The fox was not a threat. At least, it did not feel like one.

It felt like observation. Like acknowledgment.

Like someone telling her: I see you. And I am watching.

She thought of the corridor outside the bride wing two nights ago. Lucien standing in lamplight, sending the frightened girl away, his gaze settling on Sabine with that same unsettling recognition.

She thought of his thumb pressing into her palm in the Hall, the heat answering before either of them had spoken a word.

She thought of Lysa’s voice: The palace shows you what it’s hiding, if you watch long enough.

Sabine picked up the fox again and turned it over in her hands.

Carved by someone who understood small precise things. Left where she would find it but not immediately. Placed with enough care to suggest intention but not enough spectacle to feel theatrical.

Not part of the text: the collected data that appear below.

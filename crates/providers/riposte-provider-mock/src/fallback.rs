//! Fallback reply pool
//!
//! When the matcher yields nothing (in practice only an empty mode bank),
//! the engine still answers in character: a generic one-liner is drawn from
//! this pool, recency-filtered under a synthetic `fallback:<mode_id>` key.
//! The engine never returns an empty reply.

use crate::recency::RecencyLog;
use rand::{Rng, RngCore};

/// Generic in-character one-liners, mode-agnostic
pub const FALLBACK_REPLIES: &[&str] = &[
    "Heille, donne-moi deux secondes, j'ai pas mon texte devant moi!",
    "Ouin... t'es chanceux que je t'aime, parce que j'aurais de quoi à dire.",
    "Attends menute, je réfléchis. Ça arrive pas souvent, profites-en.",
    "Sais-tu quoi? Je vais faire semblant d'avoir compris pis on continue.",
    "C'est beau, c'est beau, j'ai saisi. Enfin, à peu près.",
    "Toi, t'as le tour de me poser des questions pas de bon sens!",
    "Je pourrais te répondre n'importe quoi pis tu me croirais pareil, hein?",
];

/// Absolute last resort when even the fallback pool is empty
pub const LAST_RESORT_REPLY: &str = "Heille, reviens-moi dans deux minutes, veux-tu?";

/// The recency key fallback lines are logged under for a mode
pub fn fallback_recency_key(mode_id: &str) -> String {
    format!("fallback:{}", mode_id)
}

/// Draw a generic one-liner for a mode, avoiding recent repeats
pub fn fallback_reply(
    mode_id: &str,
    recency: &RecencyLog,
    recency_fraction: f32,
    rng: &mut dyn RngCore,
) -> String {
    let key = fallback_recency_key(mode_id);
    let pool = recency.exclude_recent_lines(FALLBACK_REPLIES, &key, recency_fraction);
    if pool.is_empty() {
        return LAST_RESORT_REPLY.to_string();
    }
    pool[rng.gen_range(0..pool.len())].to_string()
}
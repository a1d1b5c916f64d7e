//! Text normalization primitives shared by every matching step
//!
//! All matching in the engine runs over normalized text: lowercased,
//! accent-folded, punctuation-stripped, whitespace-collapsed. The functions
//! here are pure and deterministic.

/// French function words plus a few English ones, dropped during tokenization
const STOPWORDS: &[&str] = &[
    "le", "la", "les", "un", "une", "des", "de", "du", "au", "aux", "et", "ou", "mais", "donc",
    "car", "ne", "pas", "plus", "tres", "pour", "avec", "sans", "sur", "sous", "dans", "par",
    "que", "qui", "quoi", "dont", "est", "suis", "sont", "etre", "avoir", "mon", "ma", "mes",
    "ton", "ta", "tes", "son", "sa", "ses", "je", "tu", "il", "elle", "on", "nous", "vous", "ils",
    "elles", "ce", "cette", "ces", "se", "en", "the", "and", "for", "you", "this", "that",
];

/// Fold a single character's French diacritics to its ASCII base
fn fold_char(c: char) -> Option<&'static str> {
    match c {
        'à' | 'â' | 'ä' | 'á' | 'ã' => Some("a"),
        'è' | 'é' | 'ê' | 'ë' => Some("e"),
        'î' | 'ï' | 'í' | 'ì' => Some("i"),
        'ô' | 'ö' | 'ó' | 'ò' | 'õ' => Some("o"),
        'ù' | 'û' | 'ü' | 'ú' => Some("u"),
        'ç' => Some("c"),
        'ÿ' => Some("y"),
        'ñ' => Some("n"),
        'œ' => Some("oe"),
        'æ' => Some("ae"),
        _ => None,
    }
}

/// Normalize free text for matching
///
/// Lowercases, folds diacritics, turns apostrophes into spaces, strips
/// everything outside `[a-z0-9 ]`, collapses whitespace, and trims.
/// Idempotent: `normalize(normalize(x)) == normalize(x)`.
pub fn normalize(text: &str) -> String {
    let mut out = String::with_capacity(text.len());
    for c in text.to_lowercase().chars() {
        if let Some(folded) = fold_char(c) {
            out.push_str(folded);
            continue;
        }
        match c {
            '\'' | '’' | '`' => out.push(' '),
            'a'..='z' | '0'..='9' => out.push(c),
            _ => out.push(' '),
        }
    }
    out.split_whitespace().collect::<Vec<_>>().join(" ")
}

/// Tokenize free text for matching
///
/// Applies [`normalize`], splits on spaces, and drops tokens shorter than
/// two characters or present in the stopword set.
pub fn tokenize(text: &str) -> Vec<String> {
    normalize(text)
        .split(' ')
        .filter(|t| t.len() >= 2 && !STOPWORDS.contains(t))
        .map(|t| t.to_string())
        .collect()
}

/// Jaccard-style token overlap between two strings, in [0, 1]
pub fn token_overlap(a: &str, b: &str) -> f32 {
    let ta: std::collections::HashSet<String> = tokenize(a).into_iter().collect();
    let tb: std::collections::HashSet<String> = tokenize(b).into_iter().collect();
    if ta.is_empty() || tb.is_empty() {
        return 0.0;
    }
    let shared = ta.intersection(&tb).count() as f32;
    let union = ta.union(&tb).count() as f32;
    shared / union
}

/// Whether one string contains the other after normalization
pub fn contains_either(a: &str, b: &str) -> bool {
    let na = normalize(a);
    let nb = normalize(b);
    if na.is_empty() || nb.is_empty() {
        return false;
    }
    na.contains(&nb) || nb.contains(&na)
}
use quadrat_solver::{solve, Equation, Roots};

fn equation(tokens: [Option<&str>; 3]) -> Equation {
    tokens.map(|t| t.map(String::from))
}

#[test]
fn two_distinct_roots() {
    let solution = solve(&equation([Some("1"), Some("-3"), Some("2")]));

    assert_eq!(solution.coefficients, [Some(1), Some(-3), Some(2)]);
    assert_eq!(solution.roots, Roots::Two(2.0, 1.0));
    assert_eq!(solution.xmin, Some(1.5));
    assert_eq!(
        solution.to_string(),
        "(1,-3,2) => (2.000000, 1.000000) Xmin=1.500000"
    );
}

#[test]
fn double_root() {
    let solution = solve(&equation([Some("1"), Some("-6"), Some("9")]));

    assert_eq!(solution.roots, Roots::Two(3.0, 3.0));
    assert_eq!(
        solution.to_string(),
        "(1,-6,9) => (3.000000, 3.000000) Xmin=3.000000"
    );
}

#[test]
fn negative_discriminant_keeps_extremum() {
    let solution = solve(&equation([Some("1"), Some("2"), Some("3")]));

    assert_eq!(solution.roots, Roots::None);
    assert_eq!(solution.xmin, Some(-1.0));
    assert_eq!(solution.to_string(), "(1,2,3) => No roots Xmin=-1.000000");
}

#[test]
fn linear_single_root() {
    let solution = solve(&equation([Some("0"), Some("5"), Some("-5")]));

    assert_eq!(solution.roots, Roots::One(1.0));
    assert_eq!(solution.xmin, None);
    assert_eq!(solution.to_string(), "(0,5,-5) => (1.000000) No Xmin");
}

#[test]
fn degenerate_all_roots() {
    let solution = solve(&equation([Some("0"), Some("0"), Some("0")]));

    assert_eq!(solution.roots, Roots::All);
    assert_eq!(solution.to_string(), "(0,0,0) => All roots No Xmin");
}

#[test]
fn degenerate_no_roots() {
    let solution = solve(&equation([Some("0"), Some("0"), Some("1")]));

    assert_eq!(solution.roots, Roots::None);
    assert_eq!(solution.to_string(), "(0,0,1) => No roots No Xmin");
}

#[test]
fn missing_coefficients_are_invalid() {
    let solution = solve(&equation([Some("1"), None, None]));

    assert_eq!(solution.roots, Roots::Invalid);
    assert_eq!(solution.to_string(), "(1,,) => invalid input");
}

#[test]
fn malformed_token_is_invalid() {
    let solution = solve(&equation([Some("qwerty"), Some("1"), None]));

    assert_eq!(solution.coefficients, [None, Some(1), None]);
    assert_eq!(solution.to_string(), "(,1,) => invalid input");
}

#[test]
fn trailing_garbage_is_invalid() {
    let solution = solve(&equation([Some("1x"), Some("2"), Some("3")]));
    assert_eq!(solution.roots, Roots::Invalid);
}

#[test]
fn i64_bounds_parse() {
    let solution = solve(&equation([
        Some("9223372036854775807"),
        Some("-9223372036854775808"),
        None,
    ]));

    assert_eq!(
        solution.coefficients,
        [Some(i64::MAX), Some(i64::MIN), None]
    );
    assert_eq!(
        solution.to_string(),
        "(9223372036854775807,-9223372036854775808,) => invalid input"
    );
}

#[test]
fn out_of_range_token_is_invalid() {
    let solution = solve(&equation([
        Some("9223372036854775808"),
        Some("1"),
        Some("1"),
    ]));

    assert_eq!(solution.coefficients, [None, Some(1), Some(1)]);
    assert_eq!(solution.roots, Roots::Invalid);
}

#[test]
fn large_coefficients_stay_finite() {
    let solution = solve(&equation([
        Some("9223372036854775807"),
        Some("-9223372036854775807"),
        Some("1"),
    ]));

    // sum = 1, product is tiny; both roots must come out finite.
    match solution.roots {
        Roots::Two(r1, r2) => {
            assert!(r1.is_finite());
            assert!(r2.is_finite());
        }
        other => panic!("expected two roots, got {other:?}"),
    }
}
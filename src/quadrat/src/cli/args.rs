use clap::{ArgAction, Args};
use log::LevelFilter;
use simple_logger::SimpleLogger;

/// Shared verbosity settings for log output.
#[derive(Debug, Args)]
pub struct Verbosity {
    /// Raises the log level; may be repeated for more detail.
    #[clap(short, long, action = ArgAction::Count)]
    verbose: u8,
}

impl Verbosity {
    /// Installs the error report handler and the global logger at the
    /// selected level.
    pub fn setup(&self) -> eyre::Result<()> {
        color_eyre::install()?;

        let level = match self.verbose {
            0 => LevelFilter::Warn,
            1 => LevelFilter::Info,
            _ => LevelFilter::Debug,
        };

        SimpleLogger::new().with_level(level).init()?;

        Ok(())
    }
}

She did not know yet what it meant.

But she knew it was not from the queen mother. Not from Halvine. Not from anyone who wanted her compliant or afraid.

It was from someone who had decided, for reasons she could not yet name, to let her know she was being seen.

Sabine set the fox back on the mantel where the firelight caught it.

Then she crossed to the bed, extinguished the lamp, and lay in the dark with the mark pulsing faintly beneath her skin and the carved animal watching from across the room.

Sleep came slowly.

And when it finally did, she dreamed of dark branching lines spreading across stone, and a man’s hand turning hers upward into light she could not name.